Data to examine:

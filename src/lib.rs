#![cfg(target_arch = "wasm32")]
use crate::constants::{CANVAS_ID, VIDEO_ID};
use crate::core::{
    DetectionGate, FieldParams, ParticleField, PresentationController, SharedHandState,
};
use instant::Instant;
use std::cell::RefCell;
use std::rc::Rc;
use wasm_bindgen::prelude::*;
use wasm_bindgen_futures::spawn_local;
use web_sys as web;

mod capture;
mod constants;
mod core;
mod dom;
mod frame;
mod glyph;
mod overlay;
mod render;
mod speech;
mod tracker;

/// Handles that `stop()` needs to tear the session down.
#[derive(Default)]
struct Session {
    gate: Option<DetectionGate>,
    stream: Option<web::MediaStream>,
    speech: Option<Rc<speech::Speech>>,
}

thread_local! {
    static SESSION: RefCell<Session> = RefCell::new(Session::default());
}

#[wasm_bindgen(start)]
pub fn start() -> Result<(), JsValue> {
    console_error_panic_hook::set_once();
    console_log::init_with_level(log::Level::Info).ok();
    log::info!("gesture-swarm starting");

    spawn_local(async move {
        if let Err(e) = init().await {
            log::error!("init error: {:?}", e);
        }
    });
    Ok(())
}

/// Stop both loops, release the camera and silence speech.
#[wasm_bindgen]
pub fn stop() {
    SESSION.with(|s| {
        let mut s = s.borrow_mut();
        if let Some(gate) = s.gate.take() {
            gate.cancel();
        }
        if let Some(stream) = s.stream.take() {
            capture::stop_camera(&stream);
        }
        if let Some(speech) = s.speech.take() {
            speech.cancel();
        }
    });
    if let Some(document) = dom::window_document() {
        overlay::hide_hint(&document);
    }
    log::info!("gesture-swarm stopped");
}

async fn init() -> anyhow::Result<()> {
    let window = web::window().ok_or_else(|| anyhow::anyhow!("no window"))?;
    let document = window
        .document()
        .ok_or_else(|| anyhow::anyhow!("no document"))?;

    let canvas: web::HtmlCanvasElement = dom::element_by_id(&document, CANVAS_ID)?;
    let video: web::HtmlVideoElement = dom::element_by_id(&document, VIDEO_ID)?;

    // Maintain canvas internal pixel size to match CSS size * devicePixelRatio
    dom::wire_canvas_resize(&canvas);

    let hand = SharedHandState::neutral();
    let gate = DetectionGate::new();
    let speech = Rc::new(speech::Speech::new());
    let presentation = Rc::new(RefCell::new(PresentationController::new()));
    SESSION.with(|s| {
        let mut s = s.borrow_mut();
        s.gate = Some(gate.clone());
        s.speech = Some(speech.clone());
    });

    let params = FieldParams::default();
    let field = ParticleField::new(params);
    let gpu = frame::init_gpu(&canvas, field.len()).await;
    if gpu.is_none() {
        log::warn!("[gpu] unavailable; formations run without drawing");
    }

    let frame_ctx = Rc::new(RefCell::new(frame::FrameContext {
        field,
        presentation: presentation.clone(),
        hand: hand.clone(),
        gate: gate.clone(),
        canvas: canvas.clone(),
        gpu,
        rasterizer: glyph::CanvasRasterizer::new(&document),
        speech: speech.clone(),
        started: Instant::now(),
        instances: Vec::new(),
    }));
    frame::start_loop(frame_ctx);

    // Browsers only allow speech after a user gesture.
    {
        let presentation = presentation.clone();
        let speech = speech.clone();
        dom::add_window_click_listener(move || {
            let greeting = presentation.borrow_mut().unlock_voice();
            if let Some(greeting) = greeting {
                speech.say(&greeting);
            }
        });
    }
    overlay::set_ready(&document);

    if let Err(e) = start_tracking(&video, hand, gate).await {
        // Without a camera or detector the idle formation keeps running.
        log::error!("[detect] hand tracking unavailable: {:?}", e);
    }
    Ok(())
}

async fn start_tracking(
    video: &web::HtmlVideoElement,
    hand: SharedHandState,
    gate: DetectionGate,
) -> anyhow::Result<()> {
    let stream = capture::start_camera(video).await?;
    SESSION.with(|s| s.borrow_mut().stream = Some(stream));
    let detector = tracker::load_detector().await?;
    if gate.is_cancelled() {
        return Ok(());
    }
    tracker::wire_results(&detector, hand, gate.clone());
    tracker::start_detection_loop(detector, video.clone(), gate);
    log::info!("[detect] hand tracking started");
    Ok(())
}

Task:
Word for word, set down the lines from the beginning of the records through the line that holds "use wasm_bindgen::prelude::*;". Leave out the rest.

Output for this task:
filename src/lib.rs
#![cfg(target_arch = "wasm32")]
use crate::constants::{CANVAS_ID, VIDEO_ID};
use crate::core::{
    DetectionGate, FieldParams, ParticleField, PresentationController, SharedHandState,
};
use instant::Instant;
use std::cell::RefCell;
use std::rc::Rc;
use wasm_bindgen::prelude::*;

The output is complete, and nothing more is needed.